Copy out all the lines of the data that hold the word "JoinSet".

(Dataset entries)
-- Opening Marker --
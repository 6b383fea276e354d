//! Ports - 抽象化レイヤー
//!
//! Hexagonal Architecture の「ポート」を定義します。
//! 外部システム（token registry, push gateway）はここの trait 越しにだけ触ります。
//! 実装は `impls` か、利用側のクレートが差し込みます。

pub mod clock;
pub mod id_generator;
pub mod push_gateway;
pub mod token_registry;

pub use self::clock::{Clock, FixedClock, SystemClock};
pub use self::id_generator::{IdGenerator, UlidGenerator};
pub use self::push_gateway::{
    MulticastMessage, MulticastResponse, Notification, PushGateway, SendResponse, WebpushOptions,
};
pub use self::token_registry::TokenRegistry;
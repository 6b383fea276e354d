//! Dispatch identifiers.
//!
//! Every handled change event gets a ULID, carried on its tracing span so
//! the log lines of one dispatch can be grouped. Ids are never persisted.

use serde::{Deserialize, Serialize};
use std::fmt;
use ulid::Ulid;

/// Identifier of one handled change event, displayed as `dispatch-<ulid>`.
///
/// ULIDs sort by creation time, so ids order the same way dispatches started.
#[repr(transparent)]
#[derive(Debug, Clone, Copy, PartialEq, Eq, Hash, PartialOrd, Ord, Serialize, Deserialize)]
#[serde(transparent)]
pub struct DispatchId(Ulid);

impl DispatchId {
    const PREFIX: &'static str = "dispatch-";

    pub fn from_ulid(ulid: Ulid) -> Self {
        Self(ulid)
    }

    pub fn as_ulid(&self) -> Ulid {
        self.0
    }
}

impl From<Ulid> for DispatchId {
    fn from(ulid: Ulid) -> Self {
        Self(ulid)
    }
}

impl fmt::Display for DispatchId {
    fn fmt(&self, f: &mut fmt::Formatter<'_>) -> fmt::Result {
        write!(f, "{}{}", Self::PREFIX, self.0)
    }
}
use std::path::PathBuf;
use std::sync::Arc;

use anyhow::{Context, Result};
use clap::Parser;
use tokio::task::JoinSet;
use tracing::{error, info};
use tracing_subscriber::EnvFilter;
use tracing_subscriber::layer::SubscriberExt;
use tracing_subscriber::util::SubscriberInitExt;

use beacon_core::domain::{ChangeEvent, DispatchOutcome};
use beacon_core::impls::{DryRunPushGateway, InMemoryTokenRegistry};
use beacon_core::{EngineBuilder, NotifierConfig};

/// Replay document change events through the notification engine.
#[derive(Parser, Debug)]
#[command(name = "beacon", version, about)]
struct Args {
    /// Notifier configuration (TOML). Defaults are used when omitted.
    #[arg(short, long)]
    config: Option<PathBuf>,

    /// JSON array of registered recipient tokens.
    #[arg(short, long)]
    tokens: PathBuf,

    /// Change events, one JSON object per line.
    #[arg(short, long)]
    events: PathBuf,

    /// Log filter when RUST_LOG is not set.
    #[arg(long, default_value = "info")]
    log_level: String,
}

#[tokio::main]
async fn main() -> Result<()> {
    let args = Args::parse();

    let filter = EnvFilter::try_from_default_env()
        .unwrap_or_else(|_| EnvFilter::new(&args.log_level));
    tracing_subscriber::registry()
        .with(filter)
        .with(tracing_subscriber::fmt::layer().with_target(false))
        .init();

    // (A) config と registry を用意
    let config = match &args.config {
        Some(path) => NotifierConfig::load(path)
            .with_context(|| format!("loading config {}", path.display()))?,
        None => NotifierConfig::default(),
    };

    let registry = Arc::new(InMemoryTokenRegistry::new());
    let seed = tokio::fs::read_to_string(&args.tokens)
        .await
        .with_context(|| format!("reading tokens {}", args.tokens.display()))?;
    let seeded = registry.seed_from_json(&seed).await?;
    info!(tokens = seeded, "registry seeded");

    let engine = Arc::new(
        EngineBuilder::new(config)
            .registry(registry.clone())
            .gateway(Arc::new(DryRunPushGateway::new()))
            .build()?,
    );

    // (B) イベントを読み込む（壊れた行は行番号付きでエラー）
    let input = tokio::fs::read_to_string(&args.events)
        .await
        .with_context(|| format!("reading events {}", args.events.display()))?;
    let mut events = Vec::new();
    for (lineno, line) in input.lines().enumerate() {
        if line.trim().is_empty() {
            continue;
        }
        let event: ChangeEvent = serde_json::from_str(line)
            .with_context(|| format!("{}:{}", args.events.display(), lineno + 1))?;
        events.push((lineno + 1, event));
    }

    // (C) イベントごとに独立した task で処理して、全部を join
    let mut handlers = JoinSet::new();
    for (lineno, event) in events {
        let engine = Arc::clone(&engine);
        handlers.spawn(async move { (lineno, engine.handle(&event).await) });
    }

    let mut results = Vec::new();
    while let Some(joined) = handlers.join_next().await {
        results.push(joined.context("event handler panicked")?);
    }
    results.sort_by_key(|(lineno, _)| *lineno);

    // (D) 結果を出力
    let mut delivered = 0usize;
    let mut failed = 0usize;
    for (lineno, result) in &results {
        match result {
            Ok(DispatchOutcome::Delivered(report)) => {
                delivered += 1;
                println!(
                    "line {lineno}: delivered to {} ({} ok, {} failed, {} pruned)",
                    report.recipients,
                    report.success_count,
                    report.failure_count,
                    report.reconcile.deleted.len()
                );
            }
            Ok(DispatchOutcome::NoRecipients) => println!("line {lineno}: no recipients"),
            Ok(DispatchOutcome::Skipped { reason }) => {
                println!("line {lineno}: skipped ({reason:?})")
            }
            Err(e) => {
                failed += 1;
                error!(line = lineno, error = %e, "event handling failed");
                println!("line {lineno}: error: {e}");
            }
        }
    }
    println!(
        "events={} delivered={} failed={} tokens_remaining={}",
        results.len(),
        delivered,
        failed,
        registry.len().await
    );

    Ok(())
}
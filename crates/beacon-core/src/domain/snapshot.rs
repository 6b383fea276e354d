//! Work-item snapshots and the before/after change event.
//!
//! The document store emits one `ChangeEvent` per write. Snapshots are
//! captured by the store and never mutated afterwards.

use std::fmt;

use serde::{Deserialize, Serialize};

use super::errors::NotifyError;

/// Work-item category (one watched collection per category).
#[derive(Debug, Clone, Copy, PartialEq, Eq, Hash, Serialize, Deserialize)]
#[serde(rename_all = "snake_case")]
pub enum Category {
    /// Alignment queue: broadcast to the aligner/manager role group.
    Alignment,

    /// Service jobs: targeted at the assigned mechanic.
    Service,
}

impl Category {
    pub fn as_str(self) -> &'static str {
        match self {
            Category::Alignment => "alignment",
            Category::Service => "service",
        }
    }
}

impl fmt::Display for Category {
    fn fmt(&self, f: &mut fmt::Formatter<'_>) -> fmt::Result {
        f.write_str(self.as_str())
    }
}

/// A captured work-item record.
///
/// Field names follow the document store (`licensePlate`, `carModel`, ...).
/// The legacy service field names `assignedMechanic` / `serviceDescription`
/// are accepted on input.
#[derive(Debug, Clone, PartialEq, Eq, Serialize, Deserialize)]
#[serde(rename_all = "camelCase")]
pub struct WorkItemSnapshot {
    pub category: Category,
    pub status: String,

    #[serde(default, skip_serializing_if = "Option::is_none")]
    pub license_plate: Option<String>,

    #[serde(default, skip_serializing_if = "Option::is_none")]
    pub car_model: Option<String>,

    #[serde(default, alias = "assignedMechanic", skip_serializing_if = "Option::is_none")]
    pub assigned_worker: Option<String>,

    #[serde(default, alias = "serviceDescription", skip_serializing_if = "Option::is_none")]
    pub description: Option<String>,
}

impl WorkItemSnapshot {
    pub fn new(category: Category, status: impl Into<String>) -> Self {
        Self {
            category,
            status: status.into(),
            license_plate: None,
            car_model: None,
            assigned_worker: None,
            description: None,
        }
    }

    pub fn alignment(status: impl Into<String>) -> Self {
        Self::new(Category::Alignment, status)
    }

    pub fn service(status: impl Into<String>) -> Self {
        Self::new(Category::Service, status)
    }

    pub fn with_vehicle(mut self, model: impl Into<String>, plate: impl Into<String>) -> Self {
        self.car_model = Some(model.into());
        self.license_plate = Some(plate.into());
        self
    }

    pub fn with_assignee(mut self, worker: impl Into<String>) -> Self {
        self.assigned_worker = Some(worker.into());
        self
    }

    pub fn with_description(mut self, description: impl Into<String>) -> Self {
        self.description = Some(description.into());
        self
    }

    /// Assigned worker as stored. Empty or whitespace-only means unassigned.
    pub fn assignee(&self) -> Option<&str> {
        self.assigned_worker
            .as_deref()
            .filter(|name| !name.trim().is_empty())
    }
}

/// A before/after pair for one write to a watched collection.
///
/// Invariants (checked at construction and on deserialize):
/// - at least one side is present
/// - both sides, when present, share one category
#[derive(Debug, Clone, PartialEq, Eq, Serialize, Deserialize)]
#[serde(rename_all = "camelCase", try_from = "RawChangeEvent")]
pub struct ChangeEvent {
    #[serde(skip_serializing_if = "Option::is_none")]
    document_id: Option<String>,
    before: Option<WorkItemSnapshot>,
    after: Option<WorkItemSnapshot>,
}

#[derive(Deserialize)]
#[serde(rename_all = "camelCase")]
struct RawChangeEvent {
    #[serde(default)]
    document_id: Option<String>,
    #[serde(default)]
    before: Option<WorkItemSnapshot>,
    #[serde(default)]
    after: Option<WorkItemSnapshot>,
}

impl TryFrom<RawChangeEvent> for ChangeEvent {
    type Error = NotifyError;

    fn try_from(raw: RawChangeEvent) -> Result<Self, Self::Error> {
        Ok(Self::new(raw.before, raw.after)?.with_document_id_opt(raw.document_id))
    }
}

impl ChangeEvent {
    pub fn new(
        before: Option<WorkItemSnapshot>,
        after: Option<WorkItemSnapshot>,
    ) -> Result<Self, NotifyError> {
        match (&before, &after) {
            (None, None) => {
                return Err(NotifyError::InvalidEvent(
                    "change event has neither a before nor an after snapshot".to_string(),
                ));
            }
            (Some(b), Some(a)) if b.category != a.category => {
                return Err(NotifyError::InvalidEvent(format!(
                    "change event mixes categories: before={} after={}",
                    b.category, a.category
                )));
            }
            _ => {}
        }
        Ok(Self {
            document_id: None,
            before,
            after,
        })
    }

    /// Record created.
    pub fn created(after: WorkItemSnapshot) -> Self {
        Self {
            document_id: None,
            before: None,
            after: Some(after),
        }
    }

    /// Record updated.
    pub fn updated(
        before: WorkItemSnapshot,
        after: WorkItemSnapshot,
    ) -> Result<Self, NotifyError> {
        Self::new(Some(before), Some(after))
    }

    /// Record deleted.
    pub fn deleted(before: WorkItemSnapshot) -> Self {
        Self {
            document_id: None,
            before: Some(before),
            after: None,
        }
    }

    pub fn with_document_id(self, document_id: impl Into<String>) -> Self {
        self.with_document_id_opt(Some(document_id.into()))
    }

    fn with_document_id_opt(mut self, document_id: Option<String>) -> Self {
        self.document_id = document_id;
        self
    }

    pub fn document_id(&self) -> Option<&str> {
        self.document_id.as_deref()
    }

    pub fn before(&self) -> Option<&WorkItemSnapshot> {
        self.before.as_ref()
    }

    pub fn after(&self) -> Option<&WorkItemSnapshot> {
        self.after.as_ref()
    }

    pub fn is_deletion(&self) -> bool {
        self.after.is_none()
    }

    pub fn category(&self) -> Category {
        // at least one side is present (checked at construction)
        self.after
            .as_ref()
            .or(self.before.as_ref())
            .map(|snapshot| snapshot.category)
            .unwrap_or(Category::Alignment)
    }
}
-- Closing Marker --
• OUTPUT FOR THIS TASK
use tokio::task::JoinSet;
    let mut handlers = JoinSet::new();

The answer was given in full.